You can actually walk to the New Pier Markets and over bridges to some of the Chinampas, but its more fun to get a boat. There’s also Xochimilco market closer to the station where you can get snacks and the usual market stuff.

Its quite far from the city centre, but easy enough by public transport. Take Metro line 2 all the way south to Tasqueña, then transfer to the ‘Ligero’ (Light Rail) and get off at the last stop, Xochimilco. Allow a bit over an hour from Hidalgo to Xochimilco Station. From here you can walk down to the canals and grab a boat.

 

Post Office Palace

The Post Office Palace (Palacio de Correos de Mexico) is a beautiful building (and still active post office) in the Centro Historico area. This golden building was designed by Italian Adamo Boari, built with yellow quarry stone, and inaugurated in 1907. There is a postal museum on the 1st floor if you’re really interested, but just walking around the ground floor is the main reason to visit.

Tues – Fri 10:00 ~ 17:30
Sat – Sun 10:00 ~ 16:00

National Museum of Anthropology

The National Museum of Anthropology (Museo Nacional de Antropología) is within Chapultepec Park in Mexico City. The museum houses archaeological & anthropological artifacts from the pre-Columbian heritage of Mexico and is definitely worth checking out. There are some great artefacts including the Aztec Stone of the Sun, Olmec colossal heads, Mayan Ruins etc.

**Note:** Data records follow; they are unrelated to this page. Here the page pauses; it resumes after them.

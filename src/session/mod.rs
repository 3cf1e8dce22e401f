//! The archiving session as a pure state machine.
//!
//! [`App::reduce`] takes one [`Message`] at a time and answers with the
//! [`Command`]s the caller must run. It never performs I/O itself; the
//! orchestrator feeds worker results back in as further messages.

mod history;
mod pipeline;
mod selection;
mod view;

pub use pipeline::{MoveRequest, Pipeline, PipelineState};
pub use selection::Selection;
pub use view::{Progress, RowView, SessionView, Status, PLACEHOLDER_LINE};

use crate::error::AppError;
use crate::model::{ArchiveConfig, Command, Entry, Message, Outcome, Phase, SessionSummary};
use std::path::PathBuf;
use std::sync::Arc;
use tracing::debug;

#[derive(Debug)]
enum Stage {
    Loading,
    Selecting(Selection),
    Archiving(Pipeline),
}

#[derive(Debug)]
pub struct App {
    root: PathBuf,
    destination: PathBuf,
    include_hidden: bool,
    stage: Stage,
    /// Quit arrived before archiving started.
    cancelled: bool,
    failure: Option<AppError>,
}

impl App {
    pub fn new(cfg: &ArchiveConfig) -> Self {
        Self {
            root: cfg.root.clone(),
            destination: cfg.destination.clone(),
            include_hidden: cfg.include_hidden,
            stage: Stage::Loading,
            cancelled: false,
            failure: None,
        }
    }

    /// Commands to run when the session starts.
    pub fn init(&self) -> Vec<Command> {
        vec![Command::LoadCatalog {
            root: self.root.clone(),
            exclude: Some(self.destination.clone()),
            include_hidden: self.include_hidden,
        }]
    }

    pub fn reduce(&mut self, msg: Message) -> Vec<Command> {
        if self.is_finished() {
            if let Message::Quit = msg {
                return vec![Command::Exit];
            }
            debug!(kind = msg.kind(), "session finished; message ignored");
            return Vec::new();
        }

        match msg {
            Message::Quit => {
                match &mut self.stage {
                    Stage::Archiving(pipeline) => {
                        pipeline.cancel();
                    }
                    _ => self.cancelled = true,
                }
                vec![Command::Exit]
            }
            Message::CatalogLoaded(entries) => {
                if let Stage::Loading = self.stage {
                    self.stage = Stage::Selecting(Selection::new(entries));
                }
                Vec::new()
            }
            Message::CatalogFailed(err) => {
                self.failure = Some(err.into());
                vec![Command::Exit]
            }
            Message::Toggle { id } => {
                if let Stage::Selecting(selection) = &mut self.stage {
                    selection.toggle_row(id);
                }
                Vec::new()
            }
            Message::Commit => self.commit(),
            Message::MoveCompleted { index, elapsed } => {
                let Stage::Archiving(pipeline) = &mut self.stage else {
                    return Vec::new();
                };
                match pipeline.complete(index, elapsed) {
                    Ok(next) => next.map(|req| self.move_command(req)).into_iter().collect(),
                    Err(violation) => {
                        debug!(%violation, "dropping stale completion");
                        Vec::new()
                    }
                }
            }
            Message::MoveFailed { index, error } => {
                let Stage::Archiving(pipeline) = &mut self.stage else {
                    return Vec::new();
                };
                match pipeline.fail(index) {
                    Ok(entry) => {
                        self.failure = Some(AppError::Move {
                            name: entry.name.clone(),
                            source: error,
                        });
                        vec![Command::Exit]
                    }
                    Err(violation) => {
                        debug!(%violation, %error, "dropping stale failure");
                        Vec::new()
                    }
                }
            }
            Message::TaskFailed(reason) => {
                self.failure = Some(AppError::Task(reason));
                vec![Command::Exit]
            }
        }
    }

    fn commit(&mut self) -> Vec<Command> {
        let selection = match std::mem::replace(&mut self.stage, Stage::Loading) {
            Stage::Selecting(selection) => selection,
            other => {
                self.stage = other;
                return Vec::new();
            }
        };
        let mut pipeline = Pipeline::new(selection.commit());
        let first = pipeline.start();
        self.stage = Stage::Archiving(pipeline);
        first.map(|req| self.move_command(req)).into_iter().collect()
    }

    fn move_command(&self, req: MoveRequest) -> Command {
        Command::Move {
            index: req.index,
            entry: req.entry,
            destination: self.destination.clone(),
        }
    }

    pub fn phase(&self) -> Phase {
        match self.stage {
            Stage::Loading => Phase::Loading,
            Stage::Selecting(_) => Phase::Selecting,
            Stage::Archiving(_) => Phase::Archiving,
        }
    }

    /// True once nothing further will happen: completed, cancelled, or failed.
    pub fn is_finished(&self) -> bool {
        if self.failure.is_some() || self.cancelled {
            return true;
        }
        matches!(&self.stage, Stage::Archiving(p) if p.is_finished())
    }

    pub fn pipeline(&self) -> Option<&Pipeline> {
        match &self.stage {
            Stage::Archiving(p) => Some(p),
            _ => None,
        }
    }

    pub fn selection(&self) -> Option<&Selection> {
        match &self.stage {
            Stage::Selecting(s) => Some(s),
            _ => None,
        }
    }

    /// The move currently awaiting its completion event.
    pub fn in_flight(&self) -> Option<(usize, &Arc<Entry>)> {
        let pipeline = self.pipeline()?;
        match pipeline.state() {
            PipelineState::InFlight(i) => pipeline.in_flight().map(|e| (i, e)),
            _ => None,
        }
    }

    #[cfg(test)]
    pub fn failure(&self) -> Option<&AppError> {
        self.failure.as_ref()
    }

    pub fn take_failure(&mut self) -> Option<AppError> {
        self.failure.take()
    }

    pub fn status(&self) -> Status {
        if let Some(err) = &self.failure {
            return Status::Failed(err.chain_message());
        }
        if self.cancelled {
            return Status::Cancelled;
        }
        match &self.stage {
            Stage::Loading => Status::Loading,
            Stage::Selecting(_) => Status::Selecting,
            Stage::Archiving(p) => match p.state() {
                PipelineState::Completed => Status::Completed,
                PipelineState::Cancelled => Status::Cancelled,
                _ => Status::Archiving,
            },
        }
    }

    pub fn summary(&self) -> SessionSummary {
        let outcome = match self.status() {
            Status::Completed => Outcome::Completed,
            _ => Outcome::Cancelled,
        };
        match self.pipeline() {
            Some(p) => SessionSummary {
                outcome,
                selected: p.len(),
                archived: p.archived().iter().map(|e| e.name.clone()).collect(),
                total_elapsed: p.total_elapsed(),
            },
            None => SessionSummary {
                outcome,
                selected: self.selection().map_or(0, Selection::marked_count),
                archived: Vec::new(),
                total_elapsed: Default::default(),
            },
        }
    }

    pub fn view(&self) -> SessionView {
        let rows = self
            .selection()
            .map(|s| {
                s.entries()
                    .iter()
                    .map(|e| RowView {
                        name: e.name.clone(),
                        selected: s.is_marked(&e.name),
                    })
                    .collect()
            })
            .unwrap_or_default();

        let (progress, history) = match self.pipeline() {
            Some(p) => (
                Some(Progress {
                    done: p.done(),
                    total: p.len(),
                    current: p.in_flight().map(|e| e.name.clone()),
                }),
                p.history().iter().cloned().collect(),
            ),
            None => (None, Vec::new()),
        };

        SessionView {
            phase: self.phase(),
            status: self.status(),
            root: self.root.clone(),
            destination: self.destination.clone(),
            rows,
            progress,
            history,
            notice: None,
        }
    }
}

Much of the information is also translated in English if you want to read up on what your looking at, and you can spend an entire day here if you really wanted to do. However if you just want to walk around and look at the cool stuff it takes 1-2hours. Don’t miss the outdoor sections with larger artefacts too.

Tickets are MX$50
Walk from Auditorio or Chapultepec Stations, in the general Chapultepec Park area but on the main road.

Tues – Sun – 09:00 ~ 19:00

Artesans Market

The Artesans Market (Mercado de Artesanias de la Ciudadela) is the best place in the city to find art and craft pieces from around the country. It is not the cheapest place in Mexico, but it is reasonable, and has items from the different regions, so if Mexico City is your last or only stop in Mexico, buy up! However, if you’re just starting your Mexican Adventure, you can buy it cheaper, and later (limiting carrying time) south in Oaxaca ore central in San Cristobal.

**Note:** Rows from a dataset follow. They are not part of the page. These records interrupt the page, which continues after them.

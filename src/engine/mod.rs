//! Side-effecting workers: directory enumeration and relocation.
//!
//! Everything here is blocking I/O and is run off the controller loop.
//! Nothing in this module logs; errors are returned to the caller as-is.

mod catalog;
mod fs;
mod mover;

pub use catalog::{CatalogFilter, ProjectCatalog};
pub use fs::{Filesystem, LocalFs};
pub use mover::Mover;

Either way, even if you don’t plan to buy anything, you should at least walk around this market, the colour and design of the items are amazing. By the time you leave this market you will have either bought something, or wish you had!

Between Balderas & Juarez Metro stations, also walkable from Zocolo / Centro Historico Area. From Balderas, walk along Balderas Ave, through the street stalls, and enter the main market area.